Mexican issuers had a tough year in 2017 following the election of President Donald Trump, who had promised to renegotiate the North American Free Trade Agreement and build a wall between the two countries.
And while the uncertain backdrop had many of the country’s borrowers hesitating over when to print deals, Pemex could not afford to waste time given its large financing needs.
Following a successful US$5.5bn three-part bond offering in December, the state-owned oil company turned its attention to euros in February – just as fears of a Marine Le Pen victory in France’s election was roiling markets.
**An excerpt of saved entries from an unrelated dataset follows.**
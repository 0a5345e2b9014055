use super::Merlin2b;
use crate::interface::{GpioPin, SpiPort};
use merlin2_globals::Result;

const REG_CTRL: u16 = 0x0;

/// Second stage summer combining the two filter banks of one output.
pub struct Summer<'a, Spi, Gpio> {
    ic: &'a mut Merlin2b<Spi, Gpio>,
    base: u16,
}

impl<'a, Spi: SpiPort, Gpio: GpioPin> Summer<'a, Spi, Gpio> {
    pub(crate) fn new(ic: &'a mut Merlin2b<Spi, Gpio>, base: u16) -> Self {
        Self { ic, base }
    }

    /// The register bit is active low.
    pub fn set_enable(&mut self, enable: bool) -> Result<()> {
        self.ic
            .write_field(self.base + REG_CTRL, (!enable) as u32, 0, 0x1)
    }

    pub fn enable(&mut self) -> Result<bool> {
        Ok(self.ic.read_field(self.base + REG_CTRL, 0, 0x1)? == 0)
    }
}
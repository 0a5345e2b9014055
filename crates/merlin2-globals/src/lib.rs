//! Types shared between the wire codecs and the device drivers.

pub mod range;
pub mod weights;

use thiserror::Error;

/// Errors common to all Merlin2 hardware layers.
#[derive(Error, Debug)]
pub enum Error {
    /// An argument failed validation before any bus traffic happened.
    #[error("invalid argument: {0}")]
    Argument(&'static str),
    /// A value lies outside the legal domain of its register field.
    #[error("out of range: {0}")]
    OutOfRange(&'static str),
    /// The device answered, but its identity registers did not match.
    #[error("device probe failed")]
    ProbeFailed,
    /// No entry of the LO matching table covers the requested frequency.
    #[error("no matching LO band for {mhz:.1} MHz")]
    NoMatchingBand { mhz: f64 },
    /// Failure reported by the underlying SPI or GPIO transport.
    #[error("transport error: {0}")]
    Transport(String),
}

pub type Result<T> = std::result::Result<T, Error>;

/// Baseband bandwidth settings supported by the canceller delay lines.
#[derive(Debug, Clone, Copy, PartialEq, Eq)]
pub enum Bandwidth {
    Mhz20,
    Mhz40,
    Mhz80,
}

impl Bandwidth {
    pub fn from_hz(hz: f64) -> Result<Self> {
        match hz {
            hz if hz == 20e6 => Ok(Self::Mhz20),
            hz if hz == 40e6 => Ok(Self::Mhz40),
            hz if hz == 80e6 => Ok(Self::Mhz80),
            _ => Err(Error::Argument("bandwidth must be 20e6, 40e6 or 80e6 Hz")),
        }
    }

    pub fn hz(&self) -> f64 {
        match self {
            Self::Mhz20 => 20e6,
            Self::Mhz40 => 40e6,
            Self::Mhz80 => 80e6,
        }
    }
}

/// A DC offset pair in normalized units, one value per I/Q rail.
#[derive(Debug, Clone, Copy, PartialEq, Default)]
pub struct IqOffset {
    pub i: f64,
    pub q: f64,
}

impl IqOffset {
    pub fn new(i: f64, q: f64) -> Self {
        Self { i, q }
    }
}
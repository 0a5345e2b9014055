use merlin2_globals::{Error, Result};

/// Width of one canceller register in bytes.
pub const WORD_BYTES: usize = 4;
/// Highest valid register byte address.
pub const ADDR_MAX: u16 = 0x7FFC;
/// Set in the header word index to request a read instead of a write.
pub const READ_FLAG: u16 = 0x2000;

/// Converts a register byte address into the on-wire word index.
///
/// Addresses are byte addresses of 32-bit registers, so they must be
/// multiples of four and at most [`ADDR_MAX`].
pub fn word_index(addr: u16) -> Result<u16> {
    if addr % 4 != 0 {
        return Err(Error::Argument("register address must be a multiple of 4"));
    }
    if addr > ADDR_MAX {
        return Err(Error::Argument("register address exceeds 0x7ffc"));
    }
    Ok(addr / 4)
}

/// Register write command.
///
/// ```text
///              +--------------+--------------------------------+
///  Byte offset |    0 - 1     |          2 .. 2 + 4*N          |
///              +--------------+--------------------------------+
///        Field |  word index  |  N data words, 32 bit each     |
///              +--------------+--------------------------------+
/// ```
///
/// All fields are big endian. Consecutive words land in consecutive
/// registers starting at the word index.
pub struct WriteFrame {
    buf: Vec<u8>,
}

impl WriteFrame {
    pub fn new(word_index: u16, words: &[u32]) -> Self {
        let mut buf = Vec::with_capacity(2 + words.len() * WORD_BYTES);
        buf.extend_from_slice(&word_index.to_be_bytes());
        for word in words {
            buf.extend_from_slice(&word.to_be_bytes());
        }
        Self { buf }
    }

    /// Parses a frame received on the wire, e.g. by a bus simulator.
    pub fn parse(buf: Vec<u8>) -> Result<Self> {
        if buf.len() < 2 + WORD_BYTES || (buf.len() - 2) % WORD_BYTES != 0 {
            return Err(Error::Argument("malformed canceller write frame"));
        }
        let frame = Self { buf };
        if frame.word_index() & READ_FLAG != 0 {
            return Err(Error::Argument("read flag set in canceller write frame"));
        }
        Ok(frame)
    }

    pub fn word_index(&self) -> u16 {
        u16::from_be_bytes([self.buf[0], self.buf[1]])
    }

    pub fn words(&self) -> Vec<u32> {
        unpack_words(&self.buf[2..]).unwrap_or_default()
    }
}

impl From<WriteFrame> for Vec<u8> {
    fn from(frame: WriteFrame) -> Self {
        frame.buf
    }
}

/// Register read command.
///
/// ```text
///              +-------------------------+
///  Byte offset |          0 - 1          |
///              +-------------------------+
///        Field |  0x2000 OR word index   |
///              +-------------------------+
/// ```
///
/// Big endian. The response carries the requested number of 32-bit big
/// endian words starting at the word index, with no header of its own.
pub struct ReadFrame {
    buf: [u8; 2],
}

impl ReadFrame {
    pub fn new(word_index: u16) -> Self {
        Self {
            buf: (word_index | READ_FLAG).to_be_bytes(),
        }
    }

    pub fn parse(buf: &[u8]) -> Result<Self> {
        let buf: [u8; 2] = buf
            .try_into()
            .map_err(|_| Error::Argument("malformed canceller read frame"))?;
        if u16::from_be_bytes(buf) & READ_FLAG == 0 {
            return Err(Error::Argument("read flag missing in canceller read frame"));
        }
        Ok(Self { buf })
    }

    pub fn word_index(&self) -> u16 {
        u16::from_be_bytes(self.buf) & !READ_FLAG
    }
}

impl From<ReadFrame> for Vec<u8> {
    fn from(frame: ReadFrame) -> Self {
        frame.buf.to_vec()
    }
}

/// Packs words into the big endian payload layout of a read response.
pub fn pack_words(words: &[u32]) -> Vec<u8> {
    let mut buf = Vec::with_capacity(words.len() * WORD_BYTES);
    for word in words {
        buf.extend_from_slice(&word.to_be_bytes());
    }
    buf
}

/// Unpacks the payload of a read response.
pub fn unpack_words(bytes: &[u8]) -> Result<Vec<u32>> {
    if bytes.len() % WORD_BYTES != 0 {
        return Err(Error::Transport(format!(
            "canceller response length {} is not a multiple of {WORD_BYTES}",
            bytes.len()
        )));
    }
    Ok(bytes
        .chunks_exact(WORD_BYTES)
        .map(|c| u32::from_be_bytes([c[0], c[1], c[2], c[3]]))
        .collect())
}
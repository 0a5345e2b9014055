pub mod ltc5594;
pub mod merlin2b;
mod common;

use common::{logging_init, sim_canceller};
use libmerlin2_rs::Error;

#[test]
fn full_word_write_and_read() {
    logging_init();
    let (mut dev, bus, _) = sim_canceller();
    dev.write_word(0x2004, 0x1990F).unwrap();
    assert_eq!(0x1990F, bus.peek(0x2004));
    assert_eq!(0x1990F, dev.read_word(0x2004).unwrap());
}

#[test]
fn masked_write_preserves_unrelated_bits() {
    logging_init();
    let (mut dev, bus, _) = sim_canceller();
    bus.poke(0x0004, 0xFFFF_0001);
    // rc_cal field of a delay line: 5 bits at position 5
    dev.write_field(0x0004, 0x10, 5, 0x3E0).unwrap();
    assert_eq!(0xFFFF_0201, bus.peek(0x0004));
    assert_eq!(0x10, dev.read_field(0x0004, 5, 0x3E0).unwrap());
}

#[test]
fn masked_write_over_multiple_words() {
    logging_init();
    let (mut dev, bus, _) = sim_canceller();
    bus.poke(0x0010, 0xA0);
    bus.poke(0x0014, 0xB0);
    dev.write(0x0010, &[0x1, 0x2], 0, 0xF).unwrap();
    assert_eq!(0xA1, bus.peek(0x0010));
    assert_eq!(0xB2, bus.peek(0x0014));
}

#[test]
fn bulk_write_lands_in_consecutive_registers() {
    logging_init();
    let (mut dev, bus, _) = sim_canceller();
    dev.write_words(0x003C, &[0x11, 0x22, 0x33]).unwrap();
    assert_eq!(0x11, bus.peek(0x003C));
    assert_eq!(0x22, bus.peek(0x0040));
    assert_eq!(0x33, bus.peek(0x0044));
    assert_eq!(vec![0x11, 0x22, 0x33], dev.read_words(0x003C, 3).unwrap());
}

#[test]
fn validation_happens_before_any_bus_access() {
    logging_init();
    let (mut dev, bus, _) = sim_canceller();
    assert!(matches!(
        dev.write_word(0x0002, 0x1),
        Err(Error::Argument(_))
    ));
    assert!(matches!(
        dev.write_word(0x8000, 0x1),
        Err(Error::Argument(_))
    ));
    assert!(matches!(
        dev.write_field(0x0004, 0x1, 32, 0x1),
        Err(Error::Argument(_))
    ));
    assert!(matches!(
        dev.write_field(0x0004, 0x1, 0, 0x0),
        Err(Error::Argument(_))
    ));
    assert!(matches!(
        dev.write_field(0x0004, 0x1, 16, 0xFFFF_0000),
        Err(Error::Argument(_))
    ));
    assert!(matches!(dev.read_words(0x0004, 0), Err(Error::Argument(_))));
    assert!(matches!(
        dev.read_words(0x0004, 8192),
        Err(Error::Argument(_))
    ));
    // nothing was written
    assert_eq!(0, bus.peek(0x0002));
    assert_eq!(0, bus.peek(0x0004));
}
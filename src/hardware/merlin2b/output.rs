use super::{Merlin2b, check_normalized, dc_value, dc_word};
use crate::interface::{GpioPin, SpiPort};
use merlin2_globals::{IqOffset, Result};

const REG_DC_OFFSET: u16 = 0x18;

/// Output driver block behind the second stage summer.
pub struct Output<'a, Spi, Gpio> {
    ic: &'a mut Merlin2b<Spi, Gpio>,
    base: u16,
    // the second output instance wires its DC offset DACs MSB first
    bit_reversed: bool,
}

impl<'a, Spi: SpiPort, Gpio: GpioPin> Output<'a, Spi, Gpio> {
    pub(crate) fn new(ic: &'a mut Merlin2b<Spi, Gpio>, base: u16, bit_reversed: bool) -> Self {
        Self {
            ic,
            base,
            bit_reversed,
        }
    }

    /// Offsets are normalized to [-1, +1] and quantized to 7 bits.
    pub fn set_dc_offset(&mut self, offset: IqOffset) -> Result<()> {
        check_normalized(offset)?;
        let mut i_word = dc_word(offset.i);
        let mut q_word = dc_word(offset.q);
        if self.bit_reversed {
            i_word = rev7(i_word);
            q_word = rev7(q_word);
        }
        let word = (i_word & 0x7F) << 8 | (q_word & 0x7F) << 16 | 0x3;
        self.ic.write_word(self.base + REG_DC_OFFSET, word)
    }

    pub fn dc_offset(&mut self) -> Result<IqOffset> {
        let word = self.ic.read_word(self.base + REG_DC_OFFSET)?;
        let mut i_word = word >> 8 & 0x7F;
        let mut q_word = word >> 16 & 0x7F;
        if self.bit_reversed {
            i_word = rev7(i_word);
            q_word = rev7(q_word);
        }
        Ok(IqOffset::new(dc_value(i_word), dc_value(q_word)))
    }
}

/// Reverses the low 7 bits.
fn rev7(word: u32) -> u32 {
    word.reverse_bits() >> 25
}
//! Wire codecs for the two SPI buses on a Merlin2 board.
//!
//! The canceller IC speaks a 32-bit register protocol with a 16-bit
//! word-index header ([`canceller`]), the LTC55xx downconverters an 8-bit
//! protocol with single-byte commands ([`downconverter`]). Tap coefficients
//! have their own sign-magnitude register encoding ([`tap`]).
//!
//! Everything in this crate is pure: building and parsing byte frames,
//! no transport access.

pub mod canceller;
pub mod downconverter;
pub mod tap;
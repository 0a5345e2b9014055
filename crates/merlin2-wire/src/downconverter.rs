use merlin2_globals::{Error, Result};

/// Highest valid register address on the downconverter bus.
pub const ADDR_MAX: u8 = 0x17;
/// Set in the command byte to request a read instead of a write.
pub const READ_FLAG: u8 = 0x80;

/// Register write command.
///
/// ```text
///              +-----------+--------+
///  Byte offset |     0     |   1    |
///              +-----------+--------+
///        Field |  address  |  data  |
///              +-----------+--------+
/// ```
pub struct WriteFrame {
    buf: [u8; 2],
}

impl WriteFrame {
    pub fn new(addr: u8, data: u8) -> Self {
        Self { buf: [addr, data] }
    }

    pub fn parse(buf: &[u8]) -> Result<Self> {
        let buf: [u8; 2] = buf
            .try_into()
            .map_err(|_| Error::Argument("malformed downconverter write frame"))?;
        if buf[0] & READ_FLAG != 0 {
            return Err(Error::Argument("read flag set in downconverter write frame"));
        }
        Ok(Self { buf })
    }

    pub fn addr(&self) -> u8 {
        self.buf[0]
    }

    pub fn data(&self) -> u8 {
        self.buf[1]
    }
}

impl From<WriteFrame> for Vec<u8> {
    fn from(frame: WriteFrame) -> Self {
        frame.buf.to_vec()
    }
}

/// Register read command.
///
/// ```text
///              +--------------------+
///  Byte offset |         0          |
///              +--------------------+
///        Field |  0x80 OR address   |
///              +--------------------+
/// ```
///
/// The response is the single register byte.
pub struct ReadFrame {
    buf: [u8; 1],
}

impl ReadFrame {
    pub fn new(addr: u8) -> Self {
        Self {
            buf: [READ_FLAG | addr],
        }
    }

    pub fn parse(buf: &[u8]) -> Result<Self> {
        let buf: [u8; 1] = buf
            .try_into()
            .map_err(|_| Error::Argument("malformed downconverter read frame"))?;
        if buf[0] & READ_FLAG == 0 {
            return Err(Error::Argument(
                "read flag missing in downconverter read frame",
            ));
        }
        Ok(Self { buf })
    }

    pub fn addr(&self) -> u8 {
        self.buf[0] & !READ_FLAG
    }
}

impl From<ReadFrame> for Vec<u8> {
    fn from(frame: ReadFrame) -> Self {
        frame.buf.to_vec()
    }
}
“The expectation was that there wasn’t going to be too much paper, so it was a very good moment and very good timing,” said Juan Claudio Fullaondo, co-head of DCM for Latin America at HSBC, which acted as lead along with BNP Paribas, Credit Agricole and Deutsche Bank.
Little competing supply meant Pemex had the runway to itself, but the borrower took no chances and tested the waters with attractive pricing – much as it did with its US dollar trade just a few months earlier.
Books swelled to €16.2bn as European investors clamoured to participate, allowing leads to print a €1.75bn 2.5% 4.5-year at mid-swaps plus 240bp, a €1.25bn 3.75% seven-year at plus 340bp, and a €1.25bn 4.875% 11-year at plus 405bp.
A final size of €4.25bn meant that Pemex out-gunned a Petrobras €3.05bn multi-tranche trade in 2014, which had until then held the record size for an EM borrower in this market.
“When we started the process we thought we would only print €1bn–€1.5bn,” Fullaondo said. “There was strong appetite for the LatAm region in the European market despite all the NAFTA and US issues.”
Pemex also timed the deal well following a substantial rally in Mexican assets thanks to a US border adjustment tax proposal that didn’t just penalise Mexico.
Leads were able to tighten pricing by 35bp–40bp from start to finish after releasing initial price thoughts of plus 280bp area, plus 375bp area and plus 445bp area, respectively.
And even though final spreads offered hefty double-digit concessions – not to mention were expensive levels to dollars – the deal helped put to bed a good chunk of Pemex financing needs away from its core dollar market.
“It is about your average cost of financing,” said a banker at the time. “They got a lot of size done.”